* _REQUIREMENT_
Show only those lines of the entries where the string "zero" is found.
┏━━
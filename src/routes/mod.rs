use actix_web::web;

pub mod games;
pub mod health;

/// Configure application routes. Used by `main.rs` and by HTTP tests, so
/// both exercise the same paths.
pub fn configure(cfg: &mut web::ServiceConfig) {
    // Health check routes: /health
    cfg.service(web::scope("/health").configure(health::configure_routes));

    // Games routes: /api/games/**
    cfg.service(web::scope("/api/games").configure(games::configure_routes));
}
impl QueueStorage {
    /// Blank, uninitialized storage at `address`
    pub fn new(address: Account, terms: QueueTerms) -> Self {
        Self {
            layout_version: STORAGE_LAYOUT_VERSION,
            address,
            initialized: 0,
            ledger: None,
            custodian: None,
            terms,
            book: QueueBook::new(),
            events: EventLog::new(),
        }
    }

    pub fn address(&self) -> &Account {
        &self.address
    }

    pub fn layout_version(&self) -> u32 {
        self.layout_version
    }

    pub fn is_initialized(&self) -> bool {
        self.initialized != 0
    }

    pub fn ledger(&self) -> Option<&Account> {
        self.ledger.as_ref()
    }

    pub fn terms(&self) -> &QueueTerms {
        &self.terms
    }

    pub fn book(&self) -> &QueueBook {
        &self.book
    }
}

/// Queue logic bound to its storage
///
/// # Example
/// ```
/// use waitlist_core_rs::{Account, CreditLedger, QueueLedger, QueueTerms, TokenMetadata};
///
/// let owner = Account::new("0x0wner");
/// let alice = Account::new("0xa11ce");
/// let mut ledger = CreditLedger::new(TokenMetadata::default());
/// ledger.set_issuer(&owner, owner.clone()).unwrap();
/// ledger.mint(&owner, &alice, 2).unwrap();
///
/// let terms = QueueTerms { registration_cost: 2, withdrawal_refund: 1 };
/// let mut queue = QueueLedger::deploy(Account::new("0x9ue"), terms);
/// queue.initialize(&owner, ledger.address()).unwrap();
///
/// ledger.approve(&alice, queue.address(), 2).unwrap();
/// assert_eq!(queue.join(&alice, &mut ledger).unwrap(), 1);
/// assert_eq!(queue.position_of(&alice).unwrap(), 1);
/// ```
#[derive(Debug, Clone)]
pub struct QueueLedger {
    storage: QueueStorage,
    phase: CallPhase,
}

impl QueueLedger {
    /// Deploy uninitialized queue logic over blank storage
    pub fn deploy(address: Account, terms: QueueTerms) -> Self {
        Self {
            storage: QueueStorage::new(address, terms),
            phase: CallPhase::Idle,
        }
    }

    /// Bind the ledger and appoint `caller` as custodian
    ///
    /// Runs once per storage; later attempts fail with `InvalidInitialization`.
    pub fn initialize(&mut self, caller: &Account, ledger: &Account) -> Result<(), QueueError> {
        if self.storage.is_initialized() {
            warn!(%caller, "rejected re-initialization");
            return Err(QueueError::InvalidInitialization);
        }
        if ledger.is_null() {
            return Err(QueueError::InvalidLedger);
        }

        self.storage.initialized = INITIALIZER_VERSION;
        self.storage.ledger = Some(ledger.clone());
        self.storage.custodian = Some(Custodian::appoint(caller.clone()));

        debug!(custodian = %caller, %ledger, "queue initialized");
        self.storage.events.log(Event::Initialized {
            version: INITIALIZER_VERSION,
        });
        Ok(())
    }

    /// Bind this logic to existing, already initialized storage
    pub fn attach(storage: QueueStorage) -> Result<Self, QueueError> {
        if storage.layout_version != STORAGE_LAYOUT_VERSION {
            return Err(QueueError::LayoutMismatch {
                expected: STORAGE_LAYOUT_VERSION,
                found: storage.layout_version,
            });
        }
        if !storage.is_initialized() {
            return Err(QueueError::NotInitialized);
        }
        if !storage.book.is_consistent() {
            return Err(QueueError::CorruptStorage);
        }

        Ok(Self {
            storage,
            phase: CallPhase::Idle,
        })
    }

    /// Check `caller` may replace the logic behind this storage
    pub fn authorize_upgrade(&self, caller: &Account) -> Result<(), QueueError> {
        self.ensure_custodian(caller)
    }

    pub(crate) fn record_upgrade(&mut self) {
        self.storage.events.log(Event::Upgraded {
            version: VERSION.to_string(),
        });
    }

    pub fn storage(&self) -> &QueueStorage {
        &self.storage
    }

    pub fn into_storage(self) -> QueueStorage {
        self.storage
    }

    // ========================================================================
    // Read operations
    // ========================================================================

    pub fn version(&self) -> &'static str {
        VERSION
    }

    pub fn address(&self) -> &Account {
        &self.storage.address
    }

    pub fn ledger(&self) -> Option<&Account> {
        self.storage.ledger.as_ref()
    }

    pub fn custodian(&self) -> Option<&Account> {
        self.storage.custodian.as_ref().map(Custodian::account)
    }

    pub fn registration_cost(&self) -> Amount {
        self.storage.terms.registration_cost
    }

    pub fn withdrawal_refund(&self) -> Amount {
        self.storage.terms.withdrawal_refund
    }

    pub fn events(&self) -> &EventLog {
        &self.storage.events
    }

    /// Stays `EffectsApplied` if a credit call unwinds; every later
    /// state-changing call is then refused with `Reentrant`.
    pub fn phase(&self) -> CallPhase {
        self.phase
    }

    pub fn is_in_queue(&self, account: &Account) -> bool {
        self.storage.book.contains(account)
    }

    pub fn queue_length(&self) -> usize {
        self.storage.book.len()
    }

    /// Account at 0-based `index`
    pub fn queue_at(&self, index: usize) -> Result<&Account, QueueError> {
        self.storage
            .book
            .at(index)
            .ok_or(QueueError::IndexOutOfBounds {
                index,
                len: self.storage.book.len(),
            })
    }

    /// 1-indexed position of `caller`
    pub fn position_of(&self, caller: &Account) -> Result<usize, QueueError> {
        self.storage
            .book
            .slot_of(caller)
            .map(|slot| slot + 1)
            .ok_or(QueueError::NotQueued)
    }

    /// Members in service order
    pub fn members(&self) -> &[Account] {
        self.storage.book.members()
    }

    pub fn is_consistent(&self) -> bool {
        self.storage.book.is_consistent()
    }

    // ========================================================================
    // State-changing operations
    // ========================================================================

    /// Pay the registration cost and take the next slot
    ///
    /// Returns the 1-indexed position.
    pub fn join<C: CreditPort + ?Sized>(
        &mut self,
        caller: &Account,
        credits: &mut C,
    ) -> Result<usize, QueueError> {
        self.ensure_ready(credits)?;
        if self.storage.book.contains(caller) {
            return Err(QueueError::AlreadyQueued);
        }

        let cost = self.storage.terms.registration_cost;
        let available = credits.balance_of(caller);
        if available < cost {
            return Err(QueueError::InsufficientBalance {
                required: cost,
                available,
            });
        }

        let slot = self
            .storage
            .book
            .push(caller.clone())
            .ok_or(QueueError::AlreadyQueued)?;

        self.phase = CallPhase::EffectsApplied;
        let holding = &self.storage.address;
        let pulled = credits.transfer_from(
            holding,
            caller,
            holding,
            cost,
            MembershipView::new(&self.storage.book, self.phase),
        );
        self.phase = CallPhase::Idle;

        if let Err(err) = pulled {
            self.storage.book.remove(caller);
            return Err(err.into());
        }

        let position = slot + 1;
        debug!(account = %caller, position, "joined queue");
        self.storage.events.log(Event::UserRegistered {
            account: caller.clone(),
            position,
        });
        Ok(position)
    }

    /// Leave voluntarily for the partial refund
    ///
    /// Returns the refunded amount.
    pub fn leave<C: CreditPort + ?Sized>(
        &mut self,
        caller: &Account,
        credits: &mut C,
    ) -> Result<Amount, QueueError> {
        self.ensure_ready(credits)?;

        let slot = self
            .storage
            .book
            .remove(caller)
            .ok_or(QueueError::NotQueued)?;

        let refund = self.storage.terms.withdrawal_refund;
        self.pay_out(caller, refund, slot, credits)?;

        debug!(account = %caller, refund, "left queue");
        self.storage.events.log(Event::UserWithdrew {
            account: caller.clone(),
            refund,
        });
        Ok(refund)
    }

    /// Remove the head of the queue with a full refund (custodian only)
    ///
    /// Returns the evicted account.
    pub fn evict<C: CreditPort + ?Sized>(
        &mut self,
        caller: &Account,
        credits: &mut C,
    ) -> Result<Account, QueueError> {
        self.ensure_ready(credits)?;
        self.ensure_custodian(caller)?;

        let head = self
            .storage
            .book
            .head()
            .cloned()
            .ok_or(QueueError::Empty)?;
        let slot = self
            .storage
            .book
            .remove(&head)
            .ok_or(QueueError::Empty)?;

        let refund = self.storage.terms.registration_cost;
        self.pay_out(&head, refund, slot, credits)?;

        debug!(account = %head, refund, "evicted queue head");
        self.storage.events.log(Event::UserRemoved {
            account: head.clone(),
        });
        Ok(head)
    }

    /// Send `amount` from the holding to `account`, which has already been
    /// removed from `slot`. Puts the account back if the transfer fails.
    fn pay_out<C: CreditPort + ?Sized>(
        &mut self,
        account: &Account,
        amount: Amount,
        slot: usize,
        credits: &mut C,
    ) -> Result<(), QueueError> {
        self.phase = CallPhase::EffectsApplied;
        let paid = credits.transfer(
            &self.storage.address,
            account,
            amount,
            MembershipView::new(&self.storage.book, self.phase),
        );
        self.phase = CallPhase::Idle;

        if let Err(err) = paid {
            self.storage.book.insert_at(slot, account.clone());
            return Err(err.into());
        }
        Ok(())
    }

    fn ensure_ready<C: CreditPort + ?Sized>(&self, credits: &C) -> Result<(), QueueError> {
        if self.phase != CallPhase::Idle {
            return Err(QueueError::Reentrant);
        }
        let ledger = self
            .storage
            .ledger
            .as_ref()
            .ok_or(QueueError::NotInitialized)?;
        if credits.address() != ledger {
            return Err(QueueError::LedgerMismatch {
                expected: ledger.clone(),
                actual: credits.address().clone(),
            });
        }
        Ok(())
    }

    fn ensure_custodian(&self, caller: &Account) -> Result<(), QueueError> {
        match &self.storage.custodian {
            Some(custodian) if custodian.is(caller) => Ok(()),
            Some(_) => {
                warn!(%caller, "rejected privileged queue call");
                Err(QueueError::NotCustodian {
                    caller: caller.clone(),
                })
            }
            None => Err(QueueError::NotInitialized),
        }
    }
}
┗━━
┏━━
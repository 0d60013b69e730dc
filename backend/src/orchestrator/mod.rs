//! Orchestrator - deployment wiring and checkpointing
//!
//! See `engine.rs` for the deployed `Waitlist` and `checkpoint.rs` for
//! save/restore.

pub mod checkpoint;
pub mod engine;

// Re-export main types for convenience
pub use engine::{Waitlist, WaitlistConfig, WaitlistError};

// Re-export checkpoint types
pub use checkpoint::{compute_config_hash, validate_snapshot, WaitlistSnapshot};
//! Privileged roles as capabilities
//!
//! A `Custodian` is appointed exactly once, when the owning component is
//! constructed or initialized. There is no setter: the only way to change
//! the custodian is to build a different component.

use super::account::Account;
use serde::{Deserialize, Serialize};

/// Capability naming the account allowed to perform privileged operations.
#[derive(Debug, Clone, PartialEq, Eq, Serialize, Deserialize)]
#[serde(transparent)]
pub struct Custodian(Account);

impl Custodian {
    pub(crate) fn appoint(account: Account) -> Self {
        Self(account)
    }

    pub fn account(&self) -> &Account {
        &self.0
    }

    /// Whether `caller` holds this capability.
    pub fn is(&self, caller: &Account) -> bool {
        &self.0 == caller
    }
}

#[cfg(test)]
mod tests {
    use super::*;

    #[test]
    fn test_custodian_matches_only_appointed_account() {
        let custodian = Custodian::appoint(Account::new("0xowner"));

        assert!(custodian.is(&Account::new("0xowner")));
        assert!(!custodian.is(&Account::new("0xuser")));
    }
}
┗━━
┏━━
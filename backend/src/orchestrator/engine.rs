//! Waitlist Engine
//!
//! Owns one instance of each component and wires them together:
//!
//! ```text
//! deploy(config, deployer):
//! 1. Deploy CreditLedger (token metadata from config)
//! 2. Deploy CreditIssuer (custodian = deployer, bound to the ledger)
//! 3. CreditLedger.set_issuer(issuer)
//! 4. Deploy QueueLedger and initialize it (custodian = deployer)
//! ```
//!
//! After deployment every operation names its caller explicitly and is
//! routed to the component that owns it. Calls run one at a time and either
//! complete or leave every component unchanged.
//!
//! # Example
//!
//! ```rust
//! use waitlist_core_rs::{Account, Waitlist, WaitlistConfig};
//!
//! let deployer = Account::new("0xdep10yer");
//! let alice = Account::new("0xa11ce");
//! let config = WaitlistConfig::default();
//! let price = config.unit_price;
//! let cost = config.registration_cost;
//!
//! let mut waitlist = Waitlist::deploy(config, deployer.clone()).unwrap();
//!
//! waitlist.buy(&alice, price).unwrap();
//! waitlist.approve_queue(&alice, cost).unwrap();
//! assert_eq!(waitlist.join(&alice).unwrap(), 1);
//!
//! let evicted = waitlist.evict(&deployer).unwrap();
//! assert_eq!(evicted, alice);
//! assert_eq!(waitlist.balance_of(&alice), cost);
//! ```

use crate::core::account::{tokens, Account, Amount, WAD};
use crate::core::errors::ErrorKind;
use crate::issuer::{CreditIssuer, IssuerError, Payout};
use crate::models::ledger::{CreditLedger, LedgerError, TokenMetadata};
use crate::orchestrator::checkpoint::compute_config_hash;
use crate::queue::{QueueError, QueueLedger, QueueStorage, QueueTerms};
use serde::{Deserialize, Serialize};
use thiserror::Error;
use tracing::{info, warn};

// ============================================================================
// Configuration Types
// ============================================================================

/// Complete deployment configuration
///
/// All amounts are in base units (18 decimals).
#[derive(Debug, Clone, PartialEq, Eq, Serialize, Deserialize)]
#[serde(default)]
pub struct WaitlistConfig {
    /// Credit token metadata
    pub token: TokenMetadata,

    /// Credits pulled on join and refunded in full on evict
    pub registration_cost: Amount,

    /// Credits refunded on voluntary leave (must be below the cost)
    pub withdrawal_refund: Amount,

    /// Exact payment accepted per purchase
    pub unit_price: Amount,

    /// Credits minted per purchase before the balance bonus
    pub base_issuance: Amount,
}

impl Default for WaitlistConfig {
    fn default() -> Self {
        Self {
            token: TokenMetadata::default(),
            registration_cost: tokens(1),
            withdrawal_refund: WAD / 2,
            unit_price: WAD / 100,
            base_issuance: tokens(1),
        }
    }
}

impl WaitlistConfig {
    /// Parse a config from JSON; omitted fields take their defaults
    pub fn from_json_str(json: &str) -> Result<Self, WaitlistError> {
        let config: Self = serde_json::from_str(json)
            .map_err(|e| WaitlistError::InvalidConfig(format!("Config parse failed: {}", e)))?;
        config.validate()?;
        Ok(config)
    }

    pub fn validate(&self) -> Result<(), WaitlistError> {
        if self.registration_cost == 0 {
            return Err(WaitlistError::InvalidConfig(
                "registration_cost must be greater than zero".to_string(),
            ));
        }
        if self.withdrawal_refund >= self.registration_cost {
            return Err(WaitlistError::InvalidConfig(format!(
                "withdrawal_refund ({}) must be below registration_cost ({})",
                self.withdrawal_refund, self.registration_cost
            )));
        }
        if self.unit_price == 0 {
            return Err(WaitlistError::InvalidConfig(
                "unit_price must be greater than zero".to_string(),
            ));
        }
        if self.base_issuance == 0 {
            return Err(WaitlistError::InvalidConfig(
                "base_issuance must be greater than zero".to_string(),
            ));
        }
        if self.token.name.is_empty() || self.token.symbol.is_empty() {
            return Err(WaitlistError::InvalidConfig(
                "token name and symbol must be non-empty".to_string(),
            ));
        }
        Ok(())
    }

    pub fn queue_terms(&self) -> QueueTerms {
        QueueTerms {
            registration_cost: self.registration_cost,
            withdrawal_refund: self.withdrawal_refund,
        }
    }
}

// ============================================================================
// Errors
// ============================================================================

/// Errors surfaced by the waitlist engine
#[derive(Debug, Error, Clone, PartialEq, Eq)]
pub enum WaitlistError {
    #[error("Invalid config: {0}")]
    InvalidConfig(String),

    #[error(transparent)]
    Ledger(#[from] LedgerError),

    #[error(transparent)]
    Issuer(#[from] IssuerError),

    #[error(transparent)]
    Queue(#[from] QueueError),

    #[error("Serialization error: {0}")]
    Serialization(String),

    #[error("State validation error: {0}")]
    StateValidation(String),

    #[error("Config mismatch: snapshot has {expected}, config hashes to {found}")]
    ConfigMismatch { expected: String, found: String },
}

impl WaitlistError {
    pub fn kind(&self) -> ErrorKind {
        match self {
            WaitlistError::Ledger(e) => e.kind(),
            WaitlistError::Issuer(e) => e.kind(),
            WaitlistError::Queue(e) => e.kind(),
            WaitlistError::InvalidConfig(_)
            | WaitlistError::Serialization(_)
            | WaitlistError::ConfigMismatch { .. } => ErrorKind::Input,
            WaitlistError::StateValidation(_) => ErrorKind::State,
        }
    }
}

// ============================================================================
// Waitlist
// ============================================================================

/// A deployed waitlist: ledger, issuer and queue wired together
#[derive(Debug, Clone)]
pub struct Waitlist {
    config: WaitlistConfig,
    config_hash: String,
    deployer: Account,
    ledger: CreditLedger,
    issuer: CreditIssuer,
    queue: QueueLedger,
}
┗━━
* _RESPONSE BOX_
                "registration_cost must be greater than zero".to_string(),
                "unit_price must be greater than zero".to_string(),
                "base_issuance must be greater than zero".to_string(),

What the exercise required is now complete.